La cattiva applicazione del concetto in sé condivisibile dell’alternanza scuola-lavoro condanna a morte solo quest’anno tre giovani vite: ragazzi che svolgevano lavori teoricamente destinati ai lavoratori normalmente assunti e operanti in condizioni di non-sicurezza. Tre sono morti, ma molti altri sono rimasti probabilmente colpiti e altri ancora resi permanentemente invalidi senza che i media se ne occupassero. Le aziende sono a corto di manodopera e troppe ricorrono a qualsiasi mezzo per ottenerne, presumibilmente pagando in nero gli studenti.
Lavorare in modo non sicuro è purtroppo quel che accade per gran parte dei lavoratori ordinari ma nel caso degli studenti, spesso minorenni, la cosa è particolarmente grave sul piano giuridico, morale e pedagogico. Le norme per la sicurezza esistono ma molte aziende. sospinte dalla necessità di rispettare i tempi e le condizioni di profittevolezza e consapevoli della prospettiva di impunità, le ignorano. Il controllo da parte delle scuole e del ministero del lavoro è pressochè inesistente: gli ispettori del lavoro sono pochissimi e quelli dell’istruzione pressochè estinti. I gruppetti di “esperti” sindacal-confindustriali che da vent’anni governano di fatto il Ministero dell’istruzione in perfetta indipendenza dai ministri di turno hanno infatti sabotato ogni tentativo di ricostruzione di un corpus ispettivo composto di uomini di scuola di alta preparazione culturale e scientifica che promovessero lo stato delle scienze e controllassero la qualità del servizio scolastico.

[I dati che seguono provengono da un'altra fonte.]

//! Canned network for offline runs and tests.
//!
//! A [`FixtureFetcher`] answers from a table of URL → [`Fixture`]. Unknown
//! URLs get a 404, and the whole network can be switched off to simulate
//! losing connectivity.

use std::path::Path;
use std::sync::atomic::{AtomicBool, Ordering};
use std::sync::Mutex;
use std::time::Duration;

use async_trait::async_trait;
use hashbrown::HashMap;
use http::{HeaderValue, StatusCode};
use serde::{Deserialize, Serialize};
use tracing::trace;
use url::Url;

use crate::{Fetcher, NetError, Request, Response};

/// One canned response.
#[derive(Debug, Clone, Serialize, Deserialize)]
pub struct Fixture {
    #[serde(default = "default_status")]
    pub status: u16,
    #[serde(default)]
    pub body: String,
    #[serde(default)]
    pub content_type: Option<String>,
}

fn default_status() -> u16 {
    200
}

/// Normalize a route key the same way [`Request::cache_key`] does.
fn route_key(url: &str) -> String {
    match Url::parse(url) {
        Ok(mut parsed) => {
            parsed.set_fragment(None);
            parsed.into()
        }
        Err(_) => url.to_string(),
    }
}

impl Fixture {
    pub fn ok(body: impl Into<String>) -> Self {
        Self {
            status: 200,
            body: body.into(),
            content_type: None,
        }
    }

    pub fn status(status: u16) -> Self {
        Self {
            status,
            body: String::new(),
            content_type: None,
        }
    }

    fn to_response(&self, url: &Url) -> Response {
        let status = StatusCode::from_u16(self.status).unwrap_or(StatusCode::INTERNAL_SERVER_ERROR);
        let mut response = Response::new(url.clone(), status, self.body.clone().into_bytes());
        if let Some(value) = self
            .content_type
            .as_deref()
            .and_then(|ct| HeaderValue::from_str(ct).ok())
        {
            response.headers.insert(http::header::CONTENT_TYPE, value);
        }
        response
    }
}

/// [`Fetcher`] that serves canned responses.
#[derive(Default)]
pub struct FixtureFetcher {
    routes: Mutex<HashMap<String, Fixture>>,
    calls: Mutex<HashMap<String, usize>>,
    offline: AtomicBool,
    latency: Option<Duration>,
}

impl FixtureFetcher {
    pub fn new() -> Self {
        Self::default()
    }

    /// Delay every answer by `latency`.
    pub fn with_latency(mut self, latency: Duration) -> Self {
        self.latency = Some(latency);
        self
    }

    /// Load a JSON object of `{ "<url>": { "status": 200, "body": "..." } }`.
    pub fn from_json(json: &str) -> Result<Self, NetError> {
        let routes: HashMap<String, Fixture> = serde_json::from_str(json)
            .map_err(|e| NetError::RequestFailed(format!("bad fixture file: {e}")))?;
        let routes = routes
            .into_iter()
            .map(|(url, fixture)| (route_key(&url), fixture))
            .collect();
        Ok(Self {
            routes: Mutex::new(routes),
            ..Self::default()
        })
    }

    /// Load fixtures from a JSON file.
    pub fn load(path: &Path) -> Result<Self, NetError> {
        let json = std::fs::read_to_string(path)
            .map_err(|e| NetError::RequestFailed(format!("{}: {e}", path.display())))?;
        Self::from_json(&json)
    }

    /// Register (or replace) the fixture for `url`.
    pub fn route(&self, url: &str, fixture: Fixture) {
        if let Ok(mut routes) = self.routes.lock() {
            routes.insert(route_key(url), fixture);
        }
    }

    /// Simulate losing or regaining connectivity.
    pub fn set_offline(&self, offline: bool) {
        self.offline.store(offline, Ordering::SeqCst);
    }

    /// Number of fetches issued for `url` so far, including failed ones.
    pub fn calls(&self, url: &str) -> usize {
        let key = route_key(url);
        self.calls
            .lock()
            .map(|calls| calls.get(&key).copied().unwrap_or(0))
            .unwrap_or(0)
    }

    /// Total number of fetches issued.
    pub fn total_calls(&self) -> usize {
        self.calls
            .lock()
            .map(|calls| calls.values().sum())
            .unwrap_or(0)
    }
}

#[async_trait]
impl Fetcher for FixtureFetcher {
    async fn fetch(&self, request: &Request) -> Result<Response, NetError> {
        let key = request.cache_key();
        if let Ok(mut calls) = self.calls.lock() {
            *calls.entry(key.clone()).or_insert(0) += 1;
        }

        if let Some(latency) = self.latency {
            tokio::time::sleep(latency).await;
        }

        if self.offline.load(Ordering::SeqCst) {
            trace!(url = %key, "Fixture network offline");
            return Err(NetError::Offline(key));
        }

        let fixture = self
            .routes
            .lock()
            .map_err(|_| NetError::RequestFailed("fixture table poisoned".to_string()))?
            .get(&key)
            .cloned();

        Ok(match fixture {
            Some(fixture) => fixture.to_response(&request.url),
            None => Fixture::status(404).to_response(&request.url),
        })
    }
}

La strage è favorita anche da una ideologia politica che insegna come “lacci e lacciuoli” possano e debbano elusi in nome del profitto aziendale.

Conclusione

Nel complesso l’esperienza scuola-lavoro può considerarsi positiva. Ma il rapporto scuola-lavoro soffre di una normativa di sicurezza buona ma sostanzialmente elusa e di una normativa didattica senza spessore culturale che non coinvolge i docenti nel comunicare il potenziale scientifico di cui sono detentori. Così com’è attualmente regolamentato e applicato, l’insieme non giova né a studenti e docenti, né alla dirigenza tecnica delle aziende né ai lavoratori ordinari. La tecnologia aziendale potrebbe essere illuminata dalla scienza di chi insegna nelle scuole ma rarissimamente questo accade. Per converso la scienza dei docenti non viene sollecitata a progredire dal confronto con i profili del reale che la fabbrica potrebbe offrire.